(Beginning of Records shown)

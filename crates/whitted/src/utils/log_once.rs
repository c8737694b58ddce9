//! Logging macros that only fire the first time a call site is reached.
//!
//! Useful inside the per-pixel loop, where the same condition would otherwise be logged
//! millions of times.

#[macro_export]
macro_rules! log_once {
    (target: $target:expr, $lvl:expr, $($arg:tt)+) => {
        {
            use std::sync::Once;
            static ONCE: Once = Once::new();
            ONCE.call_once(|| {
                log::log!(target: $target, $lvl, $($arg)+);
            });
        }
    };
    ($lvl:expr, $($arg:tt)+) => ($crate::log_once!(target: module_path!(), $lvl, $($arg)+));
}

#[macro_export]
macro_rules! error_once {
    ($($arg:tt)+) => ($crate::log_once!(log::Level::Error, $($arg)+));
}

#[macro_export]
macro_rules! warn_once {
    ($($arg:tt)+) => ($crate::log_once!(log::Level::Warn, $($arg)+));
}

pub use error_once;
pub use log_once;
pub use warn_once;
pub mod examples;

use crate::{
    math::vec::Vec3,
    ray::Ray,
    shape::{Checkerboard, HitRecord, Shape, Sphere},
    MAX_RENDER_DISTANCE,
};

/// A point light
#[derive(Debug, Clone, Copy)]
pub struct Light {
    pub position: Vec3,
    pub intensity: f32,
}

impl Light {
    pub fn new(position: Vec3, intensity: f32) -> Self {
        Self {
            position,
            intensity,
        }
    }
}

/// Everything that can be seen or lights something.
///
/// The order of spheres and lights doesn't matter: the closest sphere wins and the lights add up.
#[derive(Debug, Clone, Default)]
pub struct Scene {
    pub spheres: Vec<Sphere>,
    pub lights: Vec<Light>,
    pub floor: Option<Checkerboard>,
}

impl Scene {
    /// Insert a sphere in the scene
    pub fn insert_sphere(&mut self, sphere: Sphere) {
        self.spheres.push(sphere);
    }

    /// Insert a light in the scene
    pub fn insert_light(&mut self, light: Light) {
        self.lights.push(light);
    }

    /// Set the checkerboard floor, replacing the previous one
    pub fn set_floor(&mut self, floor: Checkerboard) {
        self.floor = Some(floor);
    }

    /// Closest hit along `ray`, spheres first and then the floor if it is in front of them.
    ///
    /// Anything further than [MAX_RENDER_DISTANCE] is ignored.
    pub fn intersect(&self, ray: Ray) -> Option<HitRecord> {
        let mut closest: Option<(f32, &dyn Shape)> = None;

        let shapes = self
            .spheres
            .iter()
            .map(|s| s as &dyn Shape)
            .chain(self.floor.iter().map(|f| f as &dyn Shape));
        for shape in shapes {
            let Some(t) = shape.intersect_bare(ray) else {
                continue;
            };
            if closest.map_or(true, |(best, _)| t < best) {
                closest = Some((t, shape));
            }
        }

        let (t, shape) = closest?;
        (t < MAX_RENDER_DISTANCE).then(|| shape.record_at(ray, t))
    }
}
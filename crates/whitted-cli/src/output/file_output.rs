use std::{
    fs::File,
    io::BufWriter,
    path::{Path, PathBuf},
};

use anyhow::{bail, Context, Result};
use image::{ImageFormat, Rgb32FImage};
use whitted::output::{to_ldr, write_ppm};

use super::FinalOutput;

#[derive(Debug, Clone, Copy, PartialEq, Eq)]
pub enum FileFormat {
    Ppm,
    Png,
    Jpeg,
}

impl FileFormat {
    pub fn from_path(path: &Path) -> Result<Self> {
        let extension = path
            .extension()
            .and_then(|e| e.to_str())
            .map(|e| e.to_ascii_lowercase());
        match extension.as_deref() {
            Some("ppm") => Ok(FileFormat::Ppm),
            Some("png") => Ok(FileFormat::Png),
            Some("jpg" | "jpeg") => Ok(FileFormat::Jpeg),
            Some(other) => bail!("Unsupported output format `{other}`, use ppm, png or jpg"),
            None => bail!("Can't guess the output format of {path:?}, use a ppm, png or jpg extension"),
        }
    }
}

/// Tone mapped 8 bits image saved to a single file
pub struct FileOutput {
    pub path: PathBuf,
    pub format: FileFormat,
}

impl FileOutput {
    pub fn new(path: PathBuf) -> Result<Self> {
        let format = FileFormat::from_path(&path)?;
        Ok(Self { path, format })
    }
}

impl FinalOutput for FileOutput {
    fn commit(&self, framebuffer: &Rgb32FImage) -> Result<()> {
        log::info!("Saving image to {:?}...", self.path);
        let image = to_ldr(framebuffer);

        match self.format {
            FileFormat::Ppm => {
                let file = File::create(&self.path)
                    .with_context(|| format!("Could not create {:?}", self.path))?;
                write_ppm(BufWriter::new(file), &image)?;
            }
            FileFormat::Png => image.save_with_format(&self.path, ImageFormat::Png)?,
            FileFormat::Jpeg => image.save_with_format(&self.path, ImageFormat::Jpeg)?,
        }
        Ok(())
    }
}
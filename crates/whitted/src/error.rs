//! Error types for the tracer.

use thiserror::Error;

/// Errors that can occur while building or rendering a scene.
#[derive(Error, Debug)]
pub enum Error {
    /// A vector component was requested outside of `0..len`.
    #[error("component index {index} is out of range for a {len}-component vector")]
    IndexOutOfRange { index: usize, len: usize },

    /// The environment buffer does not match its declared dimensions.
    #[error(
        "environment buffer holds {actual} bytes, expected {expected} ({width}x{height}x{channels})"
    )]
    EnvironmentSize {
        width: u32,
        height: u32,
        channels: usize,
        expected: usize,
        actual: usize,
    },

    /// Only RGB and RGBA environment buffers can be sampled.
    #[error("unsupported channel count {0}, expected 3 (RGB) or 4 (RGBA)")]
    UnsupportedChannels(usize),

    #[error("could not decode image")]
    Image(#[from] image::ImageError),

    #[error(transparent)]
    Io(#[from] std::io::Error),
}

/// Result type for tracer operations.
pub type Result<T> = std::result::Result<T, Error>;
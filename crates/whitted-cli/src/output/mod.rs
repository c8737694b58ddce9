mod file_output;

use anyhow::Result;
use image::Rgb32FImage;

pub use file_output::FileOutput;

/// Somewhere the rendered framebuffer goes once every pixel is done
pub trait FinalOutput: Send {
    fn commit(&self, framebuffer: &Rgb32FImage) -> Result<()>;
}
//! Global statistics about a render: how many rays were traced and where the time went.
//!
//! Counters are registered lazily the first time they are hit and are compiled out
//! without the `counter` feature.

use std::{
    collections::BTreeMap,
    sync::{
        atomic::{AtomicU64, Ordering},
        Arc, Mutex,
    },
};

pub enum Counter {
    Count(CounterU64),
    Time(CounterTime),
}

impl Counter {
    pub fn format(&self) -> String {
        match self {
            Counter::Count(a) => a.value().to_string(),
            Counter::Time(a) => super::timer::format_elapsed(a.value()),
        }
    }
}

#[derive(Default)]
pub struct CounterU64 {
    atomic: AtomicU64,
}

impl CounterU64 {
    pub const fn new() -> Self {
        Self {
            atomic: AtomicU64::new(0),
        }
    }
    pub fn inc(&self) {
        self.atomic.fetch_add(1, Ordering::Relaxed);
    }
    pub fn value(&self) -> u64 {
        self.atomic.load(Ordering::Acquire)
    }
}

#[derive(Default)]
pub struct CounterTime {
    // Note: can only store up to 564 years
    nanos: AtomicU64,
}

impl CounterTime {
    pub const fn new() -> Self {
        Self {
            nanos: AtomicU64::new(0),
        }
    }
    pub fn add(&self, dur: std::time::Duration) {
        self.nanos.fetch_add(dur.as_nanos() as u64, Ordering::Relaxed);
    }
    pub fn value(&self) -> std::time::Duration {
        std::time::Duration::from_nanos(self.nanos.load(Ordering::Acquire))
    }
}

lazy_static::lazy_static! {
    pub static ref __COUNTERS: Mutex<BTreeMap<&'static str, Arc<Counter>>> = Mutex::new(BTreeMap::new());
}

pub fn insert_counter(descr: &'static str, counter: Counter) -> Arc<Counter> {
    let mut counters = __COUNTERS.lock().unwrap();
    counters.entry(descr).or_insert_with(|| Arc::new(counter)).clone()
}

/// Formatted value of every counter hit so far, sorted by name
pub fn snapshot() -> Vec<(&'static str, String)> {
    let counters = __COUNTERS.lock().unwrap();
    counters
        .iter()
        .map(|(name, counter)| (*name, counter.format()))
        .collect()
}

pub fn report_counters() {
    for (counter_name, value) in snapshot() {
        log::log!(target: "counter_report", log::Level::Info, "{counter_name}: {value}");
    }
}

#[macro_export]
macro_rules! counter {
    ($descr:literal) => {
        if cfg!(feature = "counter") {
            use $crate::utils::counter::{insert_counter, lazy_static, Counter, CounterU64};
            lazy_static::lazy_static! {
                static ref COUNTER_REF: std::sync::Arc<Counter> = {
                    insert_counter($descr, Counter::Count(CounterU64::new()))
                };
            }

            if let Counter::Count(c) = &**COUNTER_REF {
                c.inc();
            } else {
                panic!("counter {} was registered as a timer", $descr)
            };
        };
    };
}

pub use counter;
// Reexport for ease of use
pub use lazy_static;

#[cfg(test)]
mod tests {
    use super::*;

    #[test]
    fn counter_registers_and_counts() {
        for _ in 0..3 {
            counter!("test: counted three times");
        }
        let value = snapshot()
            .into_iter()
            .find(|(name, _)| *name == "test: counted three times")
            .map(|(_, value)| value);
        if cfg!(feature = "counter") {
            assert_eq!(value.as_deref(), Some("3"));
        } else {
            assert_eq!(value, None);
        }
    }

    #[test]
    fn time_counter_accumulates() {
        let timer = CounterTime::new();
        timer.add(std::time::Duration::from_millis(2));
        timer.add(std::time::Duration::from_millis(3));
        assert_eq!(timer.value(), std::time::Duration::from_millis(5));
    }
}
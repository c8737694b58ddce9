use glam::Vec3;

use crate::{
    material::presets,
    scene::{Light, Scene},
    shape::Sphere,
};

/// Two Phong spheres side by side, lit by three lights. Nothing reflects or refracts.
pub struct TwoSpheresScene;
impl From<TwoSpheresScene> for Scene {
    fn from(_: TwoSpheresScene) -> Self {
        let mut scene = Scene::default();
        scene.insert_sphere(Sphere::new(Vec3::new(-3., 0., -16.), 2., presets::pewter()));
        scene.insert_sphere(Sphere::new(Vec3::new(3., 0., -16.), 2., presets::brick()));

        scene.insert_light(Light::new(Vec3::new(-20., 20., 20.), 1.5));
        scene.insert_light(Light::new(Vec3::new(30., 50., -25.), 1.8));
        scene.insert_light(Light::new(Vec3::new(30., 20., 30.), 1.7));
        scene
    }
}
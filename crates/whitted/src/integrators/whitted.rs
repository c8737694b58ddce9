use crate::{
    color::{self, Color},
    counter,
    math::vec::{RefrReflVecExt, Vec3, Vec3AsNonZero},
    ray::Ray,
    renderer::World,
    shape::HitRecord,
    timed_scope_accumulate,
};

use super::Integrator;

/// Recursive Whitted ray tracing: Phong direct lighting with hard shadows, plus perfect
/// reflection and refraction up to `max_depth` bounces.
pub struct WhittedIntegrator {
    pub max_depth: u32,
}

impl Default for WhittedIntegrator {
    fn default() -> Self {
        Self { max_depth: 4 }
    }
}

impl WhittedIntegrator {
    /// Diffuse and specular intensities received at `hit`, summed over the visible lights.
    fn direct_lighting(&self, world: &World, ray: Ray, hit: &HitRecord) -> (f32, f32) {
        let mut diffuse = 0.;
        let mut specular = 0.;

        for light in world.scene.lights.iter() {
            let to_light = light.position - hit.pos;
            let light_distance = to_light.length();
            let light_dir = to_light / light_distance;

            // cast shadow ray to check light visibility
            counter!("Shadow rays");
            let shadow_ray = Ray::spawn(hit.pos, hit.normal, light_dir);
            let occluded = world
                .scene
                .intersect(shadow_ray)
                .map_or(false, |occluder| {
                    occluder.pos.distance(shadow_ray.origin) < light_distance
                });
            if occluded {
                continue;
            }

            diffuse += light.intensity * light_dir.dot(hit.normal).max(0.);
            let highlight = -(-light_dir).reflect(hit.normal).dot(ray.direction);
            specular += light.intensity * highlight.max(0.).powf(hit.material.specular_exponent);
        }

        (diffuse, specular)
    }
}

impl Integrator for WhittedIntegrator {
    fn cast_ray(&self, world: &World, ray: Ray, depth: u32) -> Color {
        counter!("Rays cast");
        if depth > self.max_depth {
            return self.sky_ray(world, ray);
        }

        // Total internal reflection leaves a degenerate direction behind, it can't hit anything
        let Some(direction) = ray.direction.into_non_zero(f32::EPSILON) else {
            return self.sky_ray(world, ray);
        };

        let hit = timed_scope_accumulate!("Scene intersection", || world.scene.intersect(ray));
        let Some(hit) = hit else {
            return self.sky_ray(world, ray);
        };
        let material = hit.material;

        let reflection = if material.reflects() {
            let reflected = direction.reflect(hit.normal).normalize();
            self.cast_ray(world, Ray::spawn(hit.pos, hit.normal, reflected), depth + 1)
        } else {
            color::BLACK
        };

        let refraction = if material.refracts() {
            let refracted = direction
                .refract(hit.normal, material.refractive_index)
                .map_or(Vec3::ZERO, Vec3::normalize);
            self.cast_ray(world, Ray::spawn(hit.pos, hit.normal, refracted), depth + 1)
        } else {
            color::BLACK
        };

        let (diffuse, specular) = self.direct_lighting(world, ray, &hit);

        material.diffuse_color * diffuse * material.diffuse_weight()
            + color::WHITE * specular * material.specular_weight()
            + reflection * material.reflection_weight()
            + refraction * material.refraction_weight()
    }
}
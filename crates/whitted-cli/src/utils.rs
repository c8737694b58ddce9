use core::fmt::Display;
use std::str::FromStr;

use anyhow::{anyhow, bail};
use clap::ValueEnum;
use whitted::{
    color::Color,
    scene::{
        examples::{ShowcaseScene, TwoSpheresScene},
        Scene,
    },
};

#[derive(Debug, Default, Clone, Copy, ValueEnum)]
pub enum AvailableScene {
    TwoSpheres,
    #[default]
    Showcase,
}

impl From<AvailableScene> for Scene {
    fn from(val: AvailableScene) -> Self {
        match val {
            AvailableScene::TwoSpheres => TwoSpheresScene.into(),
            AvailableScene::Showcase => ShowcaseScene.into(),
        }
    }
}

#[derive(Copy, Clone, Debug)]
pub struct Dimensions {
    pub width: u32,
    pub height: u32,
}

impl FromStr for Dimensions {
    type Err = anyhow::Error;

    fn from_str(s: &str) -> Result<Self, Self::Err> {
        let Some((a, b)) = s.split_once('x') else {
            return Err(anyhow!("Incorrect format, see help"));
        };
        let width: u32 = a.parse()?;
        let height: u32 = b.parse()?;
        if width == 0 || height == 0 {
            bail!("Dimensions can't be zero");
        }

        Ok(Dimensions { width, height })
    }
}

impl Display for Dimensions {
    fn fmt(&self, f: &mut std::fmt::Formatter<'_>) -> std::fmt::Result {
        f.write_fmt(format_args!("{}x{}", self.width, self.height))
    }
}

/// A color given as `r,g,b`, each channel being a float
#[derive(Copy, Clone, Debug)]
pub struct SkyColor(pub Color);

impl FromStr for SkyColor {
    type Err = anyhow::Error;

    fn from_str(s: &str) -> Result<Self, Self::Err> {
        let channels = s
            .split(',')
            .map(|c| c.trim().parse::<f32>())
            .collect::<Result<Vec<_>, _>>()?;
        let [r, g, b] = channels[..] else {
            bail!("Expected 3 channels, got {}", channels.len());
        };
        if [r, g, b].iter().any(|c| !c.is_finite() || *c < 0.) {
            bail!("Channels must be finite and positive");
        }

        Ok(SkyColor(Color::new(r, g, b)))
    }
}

(End of Records shown)

### Instructions for the task
Look at the records above. Copy every line where the string "target" occurs.

### Exercise answer
    (target: $target:expr, $lvl:expr, $($arg:tt)+) => {
                log::log!(target: $target, $lvl, $($arg)+);
    ($lvl:expr, $($arg:tt)+) => ($crate::log_once!(target: module_path!(), $lvl, $($arg)+));
        log::log!(target: "counter_report", log::Level::Info, "{counter_name}: {value}");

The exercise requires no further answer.